16.) Finding the Perfect House in the Perfect Location, Searching Using Map-Based Queries
How many times have you been simply just driving around and come across a house with a sign in the yard. Have you ever looked at it, looked around the neighborhood and thought that this would be the perfect house just because of its location? Now fast forward a few years and you’ve finally decided that it is time for you to purchase your first home. Now, where do you want that home to be located? Would you be happy to be near schools, the city center, have the walkability to grocery stores or parks? If the area is new to you, searching your desired location using map-based queries such as Google Maps “Lifewire” is a great way to get started on your home purchase adventure.

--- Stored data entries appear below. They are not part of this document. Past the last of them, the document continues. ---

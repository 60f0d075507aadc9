//! Ingest side of the pipeline
//!
//! Every message enters through [`Ingestor`]: the admission gate is checked
//! against the process buffer watermark and, if the gate is open, the
//! payload is appended to the journal. Chunked input is reassembled first
//! and only the completed payload is appended.

use std::sync::Arc;

use bytes::Bytes;
use sluice_assembler::{ChunkAssembler, Datagram, parse_datagram};
use sluice_buffer::AdmissionGate;
use sluice_journal::CommitLogJournal;
use tracing::error;

use crate::error::Result;
use crate::metrics::{PipelineMetrics, ThrottleTracker};

/// Result of offering one message to the pipeline
#[derive(Debug, Clone, Copy, PartialEq, Eq)]
pub enum IngestOutcome {
    /// Appended to the journal at `offset`
    Accepted { offset: u64 },
    /// Refused by admission control; the caller may drop or retry
    Throttled,
    /// Chunk stored; the message is still incomplete
    Pending,
}

impl IngestOutcome {
    /// Whether the message reached the journal
    #[inline]
    pub fn is_accepted(&self) -> bool {
        matches!(self, Self::Accepted { .. })
    }
}

/// Entry point for upstream collaborators
///
/// Cloning is cheap; every clone shares the same journal, gate and
/// assembler.
#[derive(Debug, Clone)]
pub struct Ingestor {
    journal: Arc<CommitLogJournal>,
    gate: Arc<AdmissionGate>,
    assembler: Arc<ChunkAssembler>,
    metrics: Arc<PipelineMetrics>,
    throttle: Arc<ThrottleTracker>,
}

impl Ingestor {
    pub(crate) fn new(
        journal: Arc<CommitLogJournal>,
        gate: Arc<AdmissionGate>,
        assembler: Arc<ChunkAssembler>,
        metrics: Arc<PipelineMetrics>,
    ) -> Self {
        Self {
            journal,
            gate,
            assembler,
            metrics,
            throttle: Arc::new(ThrottleTracker::new()),
        }
    }

    /// Offer one complete message
    ///
    /// The append runs inline on the caller's thread: one buffered write and
    /// a `write(2)`, plus an fsync when the journal syncs every append. With
    /// that policy a slow disk stalls the calling worker, which is the price
    /// of acknowledging only synced messages.
    ///
    /// # Errors
    ///
    /// Returns `PipelineError::Journal` if the append failed. Throttling is
    /// reported through [`IngestOutcome::Throttled`], never as an error.
    pub fn ingest(&self, payload: &[u8]) -> Result<IngestOutcome> {
        if !self.gate.admit() {
            self.metrics.record_throttled();
            self.throttle
                .record_rejection(self.gate.watermark().utilization_percent());
            return Ok(IngestOutcome::Throttled);
        }

        match self.journal.append(payload) {
            Ok(offset) => {
                self.metrics.record_accepted(payload.len());
                Ok(IngestOutcome::Accepted { offset })
            }
            Err(e) => {
                self.metrics.record_append_error();
                error!(error = %e, size = payload.len(), "journal append failed");
                Err(e.into())
            }
        }
    }

    /// Offer one chunk of a larger message
    ///
    /// Returns [`IngestOutcome::Pending`] until the last chunk arrives, then
    /// ingests the reassembled payload.
    ///
    /// # Errors
    ///
    /// Returns `PipelineError::Chunk` for chunks the assembler rejects and
    /// `PipelineError::Journal` if the completed message cannot be appended.
    pub fn on_chunk(
        &self,
        message_id: &[u8],
        chunk_index: u8,
        total_chunks: u8,
        data: Bytes,
    ) -> Result<IngestOutcome> {
        match self
            .assembler
            .on_chunk(message_id, chunk_index, total_chunks, data)?
        {
            Some(payload) => self.ingest(&payload),
            None => Ok(IngestOutcome::Pending),
        }
    }

    /// Classify a raw datagram and route it to `ingest` or `on_chunk`
    ///
    /// # Errors
    ///
    /// Same as [`on_chunk`](Self::on_chunk); a truncated chunk header is a
    /// `PipelineError::Chunk`.
    pub fn ingest_datagram(&self, datagram: Bytes) -> Result<IngestOutcome> {
        match parse_datagram(datagram)? {
            Datagram::Whole(payload) => self.ingest(&payload),
            Datagram::Chunk(chunk) => self.on_chunk(
                &chunk.message_id,
                chunk.sequence,
                chunk.count,
                chunk.data,
            ),
        }
    }

    /// Whether admission control is currently refusing input
    pub fn is_throttled(&self) -> bool {
        self.gate.is_throttled()
    }
}

#[cfg(test)]
#[path = "ingest_test.rs"]
mod ingest_test;
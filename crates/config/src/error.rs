//! Configuration error types

use std::io;
use thiserror::Error;

/// Result type for configuration operations
pub type Result<T> = std::result::Result<T, ConfigError>;

/// Errors that can occur when loading or validating configuration
#[derive(Debug, Error)]
pub enum ConfigError {
    /// Failed to read configuration file
    #[error("failed to read config file '{path}': {source}")]
    IoError {
        /// Path to the file
        path: String,
        /// Underlying IO error
        #[source]
        source: io::Error,
    },

    /// Failed to parse TOML
    #[error("failed to parse config: {0}")]
    ParseError(#[from] toml::de::Error),

    /// Validation error - required field missing
    #[error("{section} is missing required field '{field}'")]
    MissingField {
        /// Config section (e.g., "sink", "journal")
        section: &'static str,
        /// Missing field name
        field: &'static str,
    },

    /// Validation error - invalid value
    #[error("{section} has invalid {field}: {message}")]
    InvalidValue {
        /// Config section
        section: &'static str,
        /// Field name
        field: &'static str,
        /// Error message
        message: String,
    },

    /// Admission watermarks do not form a hysteresis band
    #[error("admission low_water ({low}%) must be below high_water ({high}%)")]
    InvertedWatermarks {
        /// Configured low-water percentage
        low: f64,
        /// Configured high-water percentage
        high: f64,
    },
}

impl ConfigError {
    /// Create a MissingField error
    pub fn missing_field(section: &'static str, field: &'static str) -> Self {
        Self::MissingField { section, field }
    }

    /// Create an InvalidValue error
    pub fn invalid_value(
        section: &'static str,
        field: &'static str,
        message: impl Into<String>,
    ) -> Self {
        Self::InvalidValue {
            section,
            field,
            message: message.into(),
        }
    }
}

When in doubt you can always just drive around or possibly get that exercise while walking through endless neighborhoods. However, if all of that twisting and turning is not your cup of tea and you want a quick and fast way to locate that home of your dreams, then a home search website may be better suited for you. Try using a home search website such as Trulia or Zillow. With the assistance of these websites, you will be able to,
- Personalize your home search. Imagine the possibilities of your dream home. By keying in your preferences, you can narrow down the type of home you are looking for from a condo or cottage to a ranch or townhome.
- Make more precise choices concerning your home floor plan. Whether you want two bedrooms and one bathroom or six bedrooms and 4 bathrooms, it is all up to you.
- What makes these websites so much better than doing the footwork or the driving is the ability to focus in on the precise neighborhoods, schools, stores and parks that fit you. Even if you wish to live out your life as a pedestrian, these websites can help you find the home where the sidewalk will come right up to your front door.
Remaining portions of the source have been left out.